El 9 de marzo es desde hace diez años el Día de las Personas Desaparecidas sin causa aparente, la fecha en la que se recuerda a los ausentes a los que ni siquiera se les puede velar o llevar flores, aquellos por los que no se puede cerrar el duelo, porque nunca llega a abrirse, precisamente porque el duelo es incompatible con la esperanza. Las familias de los desaparecidos han recorrido un largo camino en esta década, agrupadas e impulsadas por sus asociaciones, que en 2017 vieron cumplida una de sus principales reivindicaciones, el nacimiento del Centro Nacional de Desaparecidos (CNDES), dependiente del Ministerio del Interior. El organismo centraliza información, coordina a las Fuerzas de Seguridad, difunde alertas, elabora directivas y estadísticas… Un ente, sin duda, necesario, pero insuficiente.
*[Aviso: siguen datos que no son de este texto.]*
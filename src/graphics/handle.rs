use std::fmt;
use std::num::NonZeroU32;

use crate::device::{ObjectKind, RawHandle};
use crate::errors::*;

use super::context::Context;

/// The name of a live native object. The reserved name `0` can not be represented, so
/// an invalid handle never escapes into later calls.
#[derive(Debug, Copy, Clone, PartialEq, Eq, PartialOrd, Ord, Hash)]
pub struct Handle(NonZeroU32);

impl Handle {
    /// Returns `None` for the reserved name `0`.
    #[inline]
    pub fn new(raw: RawHandle) -> Option<Self> {
        NonZeroU32::new(raw).map(Handle)
    }

    #[inline]
    pub fn raw(self) -> RawHandle {
        self.0.get()
    }
}

impl From<Handle> for RawHandle {
    fn from(handle: Handle) -> RawHandle {
        handle.raw()
    }
}

impl fmt::Display for Handle {
    fn fmt(&self, f: &mut fmt::Formatter) -> fmt::Result {
        write!(f, "#{}", self.0)
    }
}

/// The exclusive owner of one native object. The object is allocated in `new` and
/// released exactly once when the `Resource` is dropped.
pub struct Resource {
    ctx: Context,
    kind: ObjectKind,
    handle: Handle,
}

impl Resource {
    pub fn new(ctx: &Context, kind: ObjectKind) -> Result<Self> {
        let handle = ctx.allocate(kind)?;
        Ok(Resource {
            ctx: ctx.clone(),
            kind,
            handle,
        })
    }

    #[inline]
    pub fn handle(&self) -> Handle {
        self.handle
    }

    #[inline]
    pub fn raw(&self) -> RawHandle {
        self.handle.raw()
    }

    #[inline]
    pub fn kind(&self) -> ObjectKind {
        self.kind
    }

    #[inline]
    pub fn context(&self) -> &Context {
        &self.ctx
    }
}

impl fmt::Debug for Resource {
    fn fmt(&self, f: &mut fmt::Formatter) -> fmt::Result {
        write!(f, "Resource({:?} {})", self.kind, self.handle)
    }
}

impl Drop for Resource {
    fn drop(&mut self) {
        if let Err(err) = self.ctx.release(self.kind, self.handle) {
            error!("Failed to release {:?} {}. {}", self.kind, self.handle, err);
        }
    }
}

#[cfg(test)]
mod test {
    use super::*;

    #[test]
    fn reserved() {
        assert!(Handle::new(0).is_none());
        assert_eq!(Handle::new(7).map(|v| v.raw()), Some(7));
        assert_eq!(format!("{}", Handle::new(3).unwrap()), "#3");
    }
}
use std::cell::Cell;
use std::os::raw::c_void;

use glutin_crate as glutin;
use glutin_crate::GlContext;

use crate::errors::*;
use crate::settings::{ContextParams, WindowParams};

use super::super::super::events::{Event, Events};
use super::super::Visitor;
use super::types;

pub struct GlutinVisitor {
    window: glutin::GlWindow,
    events_loop: glutin::EventsLoop,
    cursor: Cell<(f64, f64)>,
}

impl GlutinVisitor {
    pub fn new(params: &WindowParams, context: &ContextParams) -> Result<Self> {
        let builder = glutin::WindowBuilder::new()
            .with_title(params.title.clone())
            .with_dimensions(glutin::dpi::LogicalSize::new(
                f64::from(params.width),
                f64::from(params.height),
            ))
            .with_resizable(params.resizable)
            .with_visibility(params.visible);

        let [r, g, b, a] = params.color_bits;
        let context = glutin::ContextBuilder::new()
            .with_gl(glutin::GlRequest::Specific(
                glutin::Api::OpenGl,
                (context.major, context.minor),
            ))
            .with_gl_profile(glutin::GlProfile::Core)
            .with_gl_debug_flag(context.debug)
            .with_pixel_format(r.saturating_add(g).saturating_add(b), a)
            .with_depth_buffer(params.depth_bits)
            .with_stencil_buffer(params.stencil_bits)
            .with_multisampling(params.samples)
            .with_vsync(params.vsync);

        let events_loop = glutin::EventsLoop::new();
        let window = glutin::GlWindow::new(builder, context, &events_loop)
            .map_err(|err| Error::Window(format!("{}", err)))?;

        let visitor = GlutinVisitor {
            window,
            events_loop,
            cursor: Cell::new((0.0, 0.0)),
        };

        visitor.make_current()?;
        Ok(visitor)
    }

    fn collect(&self, source: glutin::Event, events: &mut Events) {
        let hidpi = self.window.get_hidpi_factor();
        if let Some(e) = types::from_event(source, hidpi) {
            match e {
                Event::CursorMoved { x, y } => self.cursor.set((x, y)),
                Event::Resized { width, height } => {
                    let size = glutin::dpi::PhysicalSize::new(f64::from(width), f64::from(height));
                    self.window.resize(size);
                }
                _ => {}
            }

            events.push(e);
        }
    }
}

impl Visitor for GlutinVisitor {
    #[inline]
    fn show(&self) {
        self.window.show();
    }

    #[inline]
    fn hide(&self) {
        self.window.hide();
    }

    #[inline]
    fn set_title(&self, title: &str) {
        self.window.set_title(title);
    }

    fn dimensions(&self) -> (u32, u32) {
        let hidpi = self.window.get_hidpi_factor();
        match self.window.get_inner_size() {
            Some(size) => {
                let size = size.to_physical(hidpi);
                (size.width as u32, size.height as u32)
            }
            None => (0, 0),
        }
    }

    fn resize(&mut self, dimensions: (u32, u32)) {
        let hidpi = self.window.get_hidpi_factor();
        let size = glutin::dpi::PhysicalSize::new(f64::from(dimensions.0), f64::from(dimensions.1));
        self.window.set_inner_size(size.to_logical(hidpi));
    }

    #[inline]
    fn cursor_position(&self) -> (f64, f64) {
        self.cursor.get()
    }

    fn poll_events(&mut self, events: &mut Events) {
        let mut sources = Vec::new();
        self.events_loop.poll_events(|v| sources.push(v));
        for v in sources {
            self.collect(v, events);
        }
    }

    fn wait_events(&mut self, events: &mut Events) {
        let mut sources = Vec::new();
        self.events_loop.run_forever(|v| {
            sources.push(v);
            glutin::ControlFlow::Break
        });

        self.events_loop.poll_events(|v| sources.push(v));
        for v in sources {
            self.collect(v, events);
        }
    }

    #[inline]
    fn is_current(&self) -> bool {
        self.window.is_current()
    }

    fn make_current(&self) -> Result<()> {
        unsafe {
            self.window
                .make_current()
                .map_err(|err| Error::Window(format!("{}", err)))
        }
    }

    fn swap_buffers(&self) -> Result<()> {
        self.window
            .swap_buffers()
            .map_err(|err| Error::Window(format!("{}", err)))
    }

    #[inline]
    fn proc_address(&self, symbol: &str) -> *const c_void {
        self.window.get_proc_address(symbol) as *const c_void
    }
}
El CNDES no va a encontrar a Cristina Bergua, ni a Caroline de Valle, ni a Yéremi Vargas, ni a Paco Molina, ni a Manuela Chavero, ni a Francisca Cadenas, ni a Malén Ortiz –la letanía podría ser interminable–, ni a tantos otros desaparecidos, cuyas familias luchan contra el olvido en varios frentes: el de los medios de comunicación –tan inmediatos, tan digitales, con tan poca memoria…; el de la administración, para dejar de ser guarismos que componen una estadísticas y pasar a ser rostros, nombres e historias; y, sobre todo, el de las fuerzas de seguridad, a las que piden que sus casos no queden enterrados para siempre en el archivador de los asuntos sin resolver. El viernes, las familias de los desaparecidos hicieron oír sus voces en el Congreso de los Diputados, el lugar desde el que deben salir las iniciativas que los amparen, como ese estatuto del desaparecido, que parece una quimera inalcanzable y que haría posible, por ejemplo, que se eliminase la prescripción de estos casos.
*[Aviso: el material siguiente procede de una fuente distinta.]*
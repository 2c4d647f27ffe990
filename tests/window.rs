extern crate approx;
extern crate env_logger;
extern crate pigment;

use std::cell::{Cell, RefCell};

use approx::assert_relative_eq;

use pigment::device::headless::HeadlessDevice;
use pigment::prelude::*;
use pigment::window::{HeadlessVisitor, Visitor};

fn setup() -> (HeadlessDevice, HeadlessVisitor, Window) {
    let _ = env_logger::try_init();
    let device = HeadlessDevice::new();
    let visitor = HeadlessVisitor::new((640, 480));
    let window = Window::with_visitor(visitor.clone(), Context::new(device.clone()));
    (device, visitor, window)
}

#[test]
fn callbacks() {
    let (_, visitor, mut window) = setup();

    let keys = Rc::new(RefCell::new(Vec::new()));
    let clicks = Rc::new(Cell::new(0));
    let cursor = Rc::new(Cell::new((0.0, 0.0)));
    let scroll = Rc::new(Cell::new((0.0, 0.0)));

    {
        let keys = keys.clone();
        window.set_on_key(move |key, scancode, action, _| {
            keys.borrow_mut().push((key, scancode, action))
        });
    }

    {
        let clicks = clicks.clone();
        window.set_on_mouse(move |button, action, _| {
            if button == MouseButton::Left && action == Action::Press {
                clicks.set(clicks.get() + 1);
            }
        });
    }

    {
        let cursor = cursor.clone();
        window.set_on_mouse_move(move |x, y| cursor.set((x, y)));
    }

    {
        let scroll = scroll.clone();
        window.set_on_scroll(move |dx, dy| scroll.set((dx, dy)));
    }

    visitor.push(Event::Key {
        key: Key::Escape,
        scancode: 1,
        action: Action::Press,
        modifiers: Modifiers::default(),
    });
    visitor.push(Event::MouseButton {
        button: MouseButton::Left,
        action: Action::Press,
        modifiers: Modifiers::default(),
    });
    visitor.push(Event::MouseButton {
        button: MouseButton::Left,
        action: Action::Release,
        modifiers: Modifiers::default(),
    });
    visitor.push(Event::CursorMoved { x: 12.5, y: 40.0 });
    visitor.push(Event::Scroll { dx: 0.0, dy: -1.0 });

    // Events are only dispatched once the window updates.
    assert!(keys.borrow().is_empty());
    window.update(false).unwrap();

    assert_eq!(*keys.borrow(), vec![(Key::Escape, 1, Action::Press)]);
    assert_eq!(clicks.get(), 1);
    assert_relative_eq!(cursor.get().0, 12.5);
    assert_relative_eq!(cursor.get().1, 40.0);
    assert_relative_eq!(scroll.get().1, -1.0);
    assert_eq!(window.cursor_position(), (12.5, 40.0));
    assert_eq!(visitor.swaps(), 1);

    window.update(false).unwrap();
    assert_eq!(keys.borrow().len(), 1);
}

#[test]
fn resize_resets_the_viewport() {
    let (device, _, mut window) = setup();
    assert_eq!(window.dimensions(), (640, 480));

    let sizes = Rc::new(RefCell::new(Vec::new()));
    {
        let sizes = sizes.clone();
        window.set_on_resize(move |w, h| sizes.borrow_mut().push((w, h)));
    }

    window.resize(800, 600);
    window.render_once(false).unwrap();

    assert_eq!(window.dimensions(), (800, 600));
    assert_eq!(*sizes.borrow(), vec![(800, 600)]);
    assert_eq!(device.current_viewport(), [0, 0, 800, 600]);
}

#[test]
fn render_loop_runs_until_closed() {
    let (_, visitor, mut window) = setup();
    let frames = Rc::new(Cell::new(0));

    {
        let frames = frames.clone();
        let visitor = visitor.clone();
        window.set_render(move || {
            frames.set(frames.get() + 1);
            if frames.get() == 3 {
                visitor.push(Event::CloseRequested);
            }

            Ok(())
        });
    }

    visitor.show();
    assert_eq!(window.render_loop(true).unwrap(), 3);
    assert_eq!(frames.get(), 3);
    assert_eq!(visitor.swaps(), 3);
    assert!(window.should_close());
    assert!(!visitor.is_visible());
}

#[test]
fn render_errors_stop_the_loop() {
    let (_, visitor, mut window) = setup();
    window.set_render(|| Err(Error::NotBound("render a frame")));

    assert!(window.render_loop(false).is_err());
    assert_eq!(visitor.swaps(), 0);
    assert!(!window.should_close());
}

#[test]
fn window_state() {
    let (_, visitor, mut window) = setup();
    window.set_title("pigment");
    window.set_visible(true);
    assert_eq!(visitor.title(), "pigment");
    assert!(visitor.is_visible());

    window.make_current().unwrap();
    window.close();
    assert!(window.should_close());
    assert!(!visitor.is_visible());
    assert_eq!(window.render_loop(false).unwrap(), 0);
}

#[test]
fn settings() {
    let settings = Settings::from_json(
        r#"{
            "window": { "title": "Splat", "width": 1024, "resizable": true },
            "context": { "debug": true }
        }"#,
    )
    .unwrap();

    assert_eq!(settings.window.title, "Splat");
    assert_eq!(settings.window.width, 1024);
    assert_eq!(settings.window.height, 480);
    assert_eq!(settings.window.color_bits, [8, 8, 8, 8]);
    assert_eq!(settings.window.depth_bits, 24);
    assert_eq!(settings.window.stencil_bits, 8);
    assert!(settings.window.resizable);
    assert!(settings.context.debug);
    assert_eq!((settings.context.major, settings.context.minor), (4, 3));

    let defaults = Settings::default();
    assert_eq!(defaults.window.samples, 4);
    assert!(!defaults.window.resizable);

    match Settings::load("tests/_missing_settings_.json") {
        Err(Error::Io { .. }) => {}
        other => panic!("unexpected {:?}", other),
    }
}

#[test]
fn orthographic_projection() {
    let m = ortho(0.0f32, 640.0, 0.0, 480.0, -1.0, 1.0).unwrap();
    assert_relative_eq!(m.x.x, 2.0 / 640.0);
    assert_relative_eq!(m.y.y, 2.0 / 480.0);
    assert_relative_eq!(m.w.x, -1.0);
    assert_relative_eq!(m.w.y, -1.0);

    match ortho(0.0f32, 0.0, 0.0, 1.0, -1.0, 1.0) {
        Err(Error::InvalidArgument(_)) => {}
        other => panic!("unexpected {:?}", other),
    }
}
//! Lifetime-managed wrappers of native graphics objects.
//!
//! Every resource owns exactly one native object, allocated on construction and released
//! when the resource is dropped. Resources are made current through the `Bind` trait,
//! either explicitly or scoped with a `Binder`:
//!
//! ```rust,ignore
//! let _fbo = Binder::new(&framebuffer)?;
//! let _program = Binder::new(&program)?;
//! let _vao = Binder::new(&vao)?;
//! vao.render(DrawMode::Triangles, 0, 3)?;
//! ```

pub mod binder;
pub mod buffer;
pub mod context;
pub mod framebuffer;
pub mod handle;
pub mod program;
pub mod texture;
pub mod types;
pub mod vertex;

pub use self::binder::{Bind, Binder};
pub use self::buffer::GpuBuffer;
pub use self::context::Context;
pub use self::framebuffer::{Framebuffer, FramebufferStatus};
pub use self::handle::{Handle, Resource};
pub use self::program::{ComputeProgram, Program, ProgramState, RenderProgram, Uniforms};
pub use self::texture::{Texture, TextureParams};
pub use self::vertex::{VertexArray, VertexBuffer, VertexComponent, VertexData, VertexLayout};

pub mod prelude {
    pub use super::program::read_shader_file;
    pub use super::types::*;
    pub use super::{Bind, Binder, Context, Handle};
    pub use super::{ComputeProgram, Program, ProgramState, RenderProgram, Uniforms};
    pub use super::{Framebuffer, FramebufferStatus, GpuBuffer, Texture, TextureParams};
    pub use super::{VertexArray, VertexBuffer, VertexLayout};
    pub use crate::device::{ShaderStage, UniformValue};
}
Los aún escasos medios que la Policía, la Guardia Civil y los cuerpos autonómicos destinan a la búsqueda de desaparecidos –especialmente a los de largo recorrido– sigue siendo la principal deuda pendiente que el Estado tiene con las familias de las personas ausentes. La mayoría de estas investigaciones nacen y siguen vivas gracias al empuje y a la dedicación de algún grupo de agentes o al impulso de algún mando, tal y como ha pasado en el caso de David Guerrero, el niño pintor de Málaga, desaparecido hace 33 años, y que ahora investiga la Unidad Adscrita a los juzgados de la policía malagueña.

La UDEV de la Comisaría General de la Policía Judicial y la Unidad Central Operativa de la Guardia Civil –donde están los grupos de élite de la investigación de uno y otro cuerpo, que el viernes también estuvieron en el Congreso, escuchando a las víctimas, los verdaderos protagonistas– se encargan de una pequeñísima parte de estos casos. Y no por falta de voluntad de sus componentes, sino por falta de medios. En pocas jefaturas de la Policía y comandancias de la Guardia Civil hay grupos especializados en desaparecidos. Son los grupos de homicidios, en el mejor de los casos, los que se hacen cargo de ellos.

Las familias de los desaparecidos deben seguir en la agenda de la administración –"las desapariciones son un problema de primer orden social", dijo el ministro Grande Marlaska–, pero no basta con coordinar, analizar y difundir. Lo que las familias quieren es que se encuentre a los suyos. Para abrir y cerrar duelos.